Рычаги находятся под кабиной, и разобраться в них может только Г. М. Мусинянц, автор весов, да еще несколько «избранных», в ведении которых состоит система рычагов.

Даже К. А. Ушаков, конструктор не меньшего опыта и знаний, построивший с Г. М. Мусинянцем не один прибор, не одни весы, отказывается объяснить назначение и действие того или иного рычага в этой системе.

– Начертить схему действия этих весов я могу, – улыбаясь, говорит он, – но указать, какой рычаг соответствует схеме, я не в состоянии. На схеме он – прямая горизонтальная или вертикальная черта, а тут он может быть горбатым, чтобы пропустить под собой другой рычаг, может иметь самый неожиданный вид… Это очень умственная штука!

В самой кабине находятся только головки весов – круглые, окаймленные никелированной рамой циферблаты со стрелками. Это те самые головки, на которые смотрят часто москвичи в овощных магазинах.
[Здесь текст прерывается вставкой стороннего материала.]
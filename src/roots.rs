use crate::constants::GC_ROOTS_NAME;
use crate::store::SnapshotStore;
use fixedbitset::FixedBitSet;

/// First child of `node_index` whose raw name is `name`.
pub fn child_by_name(store: &SnapshotStore, node_index: usize, name: &str) -> Option<usize> {
    store
        .edge_indexes(store.ordinal(node_index))
        .map(|edge_index| store.edge_to_node(edge_index))
        .find(|child| store.node_raw_name(*child) == name)
}

/// Enumerate root nodes, passing each node index to `action` at most once.
///
/// With `user_roots_only` only the root's children accepted by
/// `is_user_root` are visited. Otherwise every sub-root under "(GC roots)"
/// is visited after its own children, followed by all of the root's
/// children. Snapshots without a "(GC roots)" node have no roots at all.
pub fn for_each_root<U, A>(
    store: &SnapshotStore,
    user_roots_only: bool,
    is_user_root: U,
    mut action: A,
) where
    U: Fn(usize) -> bool,
    A: FnMut(usize),
{
    let root = store.root_node_index();
    let gc_roots = match child_by_name(store, root, GC_ROOTS_NAME) {
        Some(gc_roots) => gc_roots,
        None => return,
    };

    let mut visited = FixedBitSet::with_capacity(store.node_count());
    let mut visit = |node_index: usize| {
        let ordinal = store.ordinal(node_index);
        if !visited.put(ordinal) {
            action(node_index);
        }
    };

    if user_roots_only {
        for edge_index in store.edge_indexes(store.ordinal(root)) {
            let node = store.edge_to_node(edge_index);
            if is_user_root(node) {
                visit(node);
            }
        }
        return;
    }

    for edge_index in store.edge_indexes(store.ordinal(gc_roots)) {
        let sub_root = store.edge_to_node(edge_index);
        for child_edge in store.edge_indexes(store.ordinal(sub_root)) {
            visit(store.edge_to_node(child_edge));
        }
        visit(sub_root);
    }
    for edge_index in store.edge_indexes(store.ordinal(root)) {
        visit(store.edge_to_node(edge_index));
    }
}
Лес рычагов позволяет отсчитывать действующие на самолет силы непосредственно на циферблате весов, без того огромного количества вычислений, которыми сопровождаются измерения на обычных аэродинамических весах.

Тут же в кабине находится еще одно чудо конструкторского искусства – небольшой изящный закрытый механизм, называемый «копирующим механизмом». Он также освобождает экспериментатора от больших и сложных вычислений, определяющих аэродинамические силы, действующие на самолет при изменении положения центра тяжести.

В этом механизме имеется стержень, который электромеханическим путем копирует любое положение испытываемого в трубе самолета на данный момент, а затем при помощи такого же электромеханического устройства заставляет весы, независимо уже от поведения самолета, вычислить и дать справку о том, что произойдет, если мы переместим центр тяжести самолета.

Эту справку механизм и подает экспериментатору соответствующими цифрами под стеклышком.

«Центровка» самолета, как мы раньше это уже видели, самолетостроителю дается не легко.

Не стоит, стало быть, говорить о достоинствах копирующего механизма, отвечающего с предельной точностью на трудный и важный вопрос.

Если механизм «заявляет», что выбранная «центровка» не наивыгоднейшая, то конструктор и следует после испытаний его «совету».

Копирующий механизм спроектирован также Г. М. Мусинянцем, а построен полностью в мастерских института, людьми, специализировавшимися на постройке точнейших механизмов.

Г. М. Мусинянц.

Монтировались весы под непосредственным наблюдением Г. М. Мусинянца, и это было нелегкое дело, ибо автор добивался невиданной точности.

Каждая система рычагов в процессе сборки немедленно проверялась, и конструктор переходил к следующей системе только после того, как разница между показаниями стрелок на циферблате и действительной нагрузкой в несколько тонн не превышала 10–20 граммов.

Случилось однажды, что расхождение показаний весов с действительной нагрузкой выразилось неожиданной цифрой – свыше четырехсот граммов. Это событие потрясло конструктора настолько, что два дня он ходил возле весов, разводя руками в полном отчаянии: вся система рычагов действовала безукоризненно, и в чем заключалась причина неточности, он не мог понять.